De esto nos habla nuestra amiga Nélida, entregada al sentido de este momento de su vida. Una actitud que emociona y reconforta en tiempos de juvenismo obsesivo, de desesperación por detener el tiempo y permanecer joven a cualquier costo (o con costos como los que pagó el doctor Fausto, vendiendo su alma al diablo), aunque no se tenga un para qué, ya que la juventud no es un valor en sí mismo, sino apenas un tramo de la vida. Estancarse en ese tramo impide la propia evolución, completar el ciclo de la propia existencia y explorar el sentido de la misma.

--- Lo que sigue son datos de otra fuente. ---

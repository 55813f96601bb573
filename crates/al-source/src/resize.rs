use al_core::frame::FrameBuffer;
use anyhow::{Context, Result};
use fast_image_resize::images::Image;
use fast_image_resize::{FilterType, PixelType, ResizeAlg, ResizeOptions, Resizer as FirResizer};

/// Frame sampler: scales a captured frame down to one pixel per grid cell.
///
/// Wraps a reusable fast_image_resize resizer with a bilinear convolution.
/// Every render path samples through this type so identical inputs give
/// identical pixels.
///
/// # Example
/// ```
/// use al_source::resize::Sampler;
/// let s = Sampler::new();
/// ```
pub struct Sampler {
    inner: FirResizer,
    options: ResizeOptions,
}

impl Sampler {
    /// Create a new sampler.
    #[must_use]
    pub fn new() -> Self {
        Self {
            inner: FirResizer::new(),
            options: ResizeOptions::new().resize_alg(ResizeAlg::Convolution(FilterType::Bilinear)),
        }
    }

    /// Scale `src` into `dst`. The size of `dst` is the target grid.
    ///
    /// Consumes the captured frame: once sampled it is released.
    /// Returns `Ok(false)` without touching `dst` when either side has no
    /// pixels (source not loaded yet, or an empty grid).
    ///
    /// # Errors
    /// Returns an error if a buffer length does not match its dimensions.
    ///
    /// # Example
    /// ```
    /// use al_source::resize::Sampler;
    /// use al_core::frame::FrameBuffer;
    /// let mut s = Sampler::new();
    /// let mut dst = FrameBuffer::new(4, 2);
    /// assert!(s.sample(FrameBuffer::new(40, 20), &mut dst).unwrap());
    /// assert!(!s.sample(FrameBuffer::new(0, 0), &mut dst).unwrap());
    /// ```
    pub fn sample(&mut self, mut src: FrameBuffer, dst: &mut FrameBuffer) -> Result<bool> {
        if src.is_empty() || dst.is_empty() {
            return Ok(false);
        }
        if src.width == dst.width && src.height == dst.height {
            anyhow::ensure!(
                src.data.len() == dst.data.len(),
                "frame buffer length does not match its dimensions"
            );
            dst.data.copy_from_slice(&src.data);
            return Ok(true);
        }

        let src_image =
            Image::from_slice_u8(src.width, src.height, &mut src.data, PixelType::U8x4)
                .context("invalid source dimensions")?;

        let mut dst_image =
            Image::from_slice_u8(dst.width, dst.height, &mut dst.data, PixelType::U8x4)
                .context("invalid destination dimensions")?;

        self.inner
            .resize(&src_image, &mut dst_image, Some(&self.options))
            .context("resize failed")?;

        Ok(true)
    }
}

impl Default for Sampler {
    fn default() -> Self {
        Self::new()
    }
}

#[cfg(test)]
mod tests {
    use super::*;

    fn solid(w: u32, h: u32, rgb: (u8, u8, u8)) -> FrameBuffer {
        let mut fb = FrameBuffer::new(w, h);
        for px in fb.data.chunks_exact_mut(4) {
            px.copy_from_slice(&[rgb.0, rgb.1, rgb.2, 255]);
        }
        fb
    }

    #[test]
    fn solid_color_survives_downscale() {
        let mut s = Sampler::new();
        let mut dst = FrameBuffer::new(8, 4);
        assert!(s.sample(solid(64, 36, (10, 200, 30)), &mut dst).unwrap());
        for px in dst.data.chunks_exact(4) {
            for (got, want) in px[..3].iter().zip([10u8, 200, 30]) {
                assert!(got.abs_diff(want) <= 1, "{got} vs {want}");
            }
        }
    }

    #[test]
    fn same_size_is_a_copy() {
        let mut s = Sampler::new();
        let mut src = FrameBuffer::new(3, 3);
        src.data[5] = 99;
        let expected = src.data.clone();
        let mut dst = FrameBuffer::new(3, 3);
        assert!(s.sample(src, &mut dst).unwrap());
        assert_eq!(dst.data, expected);
    }

    #[test]
    fn empty_destination_declines() {
        let mut s = Sampler::new();
        let mut dst = FrameBuffer::new(0, 5);
        assert!(!s.sample(solid(10, 10, (0, 0, 0)), &mut dst).unwrap());
    }

    #[test]
    fn mismatched_buffer_is_an_error() {
        let mut s = Sampler::new();
        let bad = FrameBuffer {
            data: vec![0; 10],
            width: 10,
            height: 10,
        };
        let mut dst = FrameBuffer::new(2, 2);
        assert!(s.sample(bad, &mut dst).is_err());
    }

    #[test]
    fn deterministic_across_instances() {
        let mut src = FrameBuffer::new(50, 30);
        for (i, b) in src.data.iter_mut().enumerate() {
            *b = (i * 31 % 251) as u8;
        }
        let mut a = FrameBuffer::new(7, 5);
        let mut b = FrameBuffer::new(7, 5);
        Sampler::new().sample(src.clone(), &mut a).unwrap();
        Sampler::new().sample(src, &mut b).unwrap();
        assert_eq!(a, b);
    }
}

En La menopausia masculina, un libro que todo hombre que pasó la mitad de la vida haría bien en leer, el psicoterapeuta Jed Diamond, su autor, cuenta algo que le dijo su amigo Joseph Jastrab, un maduro guía forestal: "La imagen de un árbol joven y verde creciendo de la rama de un árbol viejo me hace pensar. Soy el árbol joven que creció gracias a la existencia de quienes me precedieron y soy también el árbol viejo para aquellos cuyo verde es un poco más pálido que el mío. ¿Qué aproveché de toda la vida que hubo antes de mí? ¿Qué tengo para dar a los que aún no han nacido?" En el silencio, en la pausa entre esas dos preguntas, se dice Jastrab, anida la verdad de su ser, el sentido de su vida. La frase del poeta bengalí Rabindranath Tagore (Premio Nobel 1913) que cita Nélida define la integridad de una vejez a la que alguien llega sin sentirse traicionado por la vida, sin saltear etapas, viviendo cada una de ellas. Quienes afrontan la existencia sin intentar trampear al tiempo (trampa, por lo demás, imposible) suelen sentirse tan jóvenes y tan viejos como los más jóvenes y los más viejos de la aldea. No se limitan a un único tiempo de su vida. Están hechos de todas sus edades. Y del punto en donde éstas se amalgaman suelen brotar nuevas tareas a completar y sentidos a cumplir.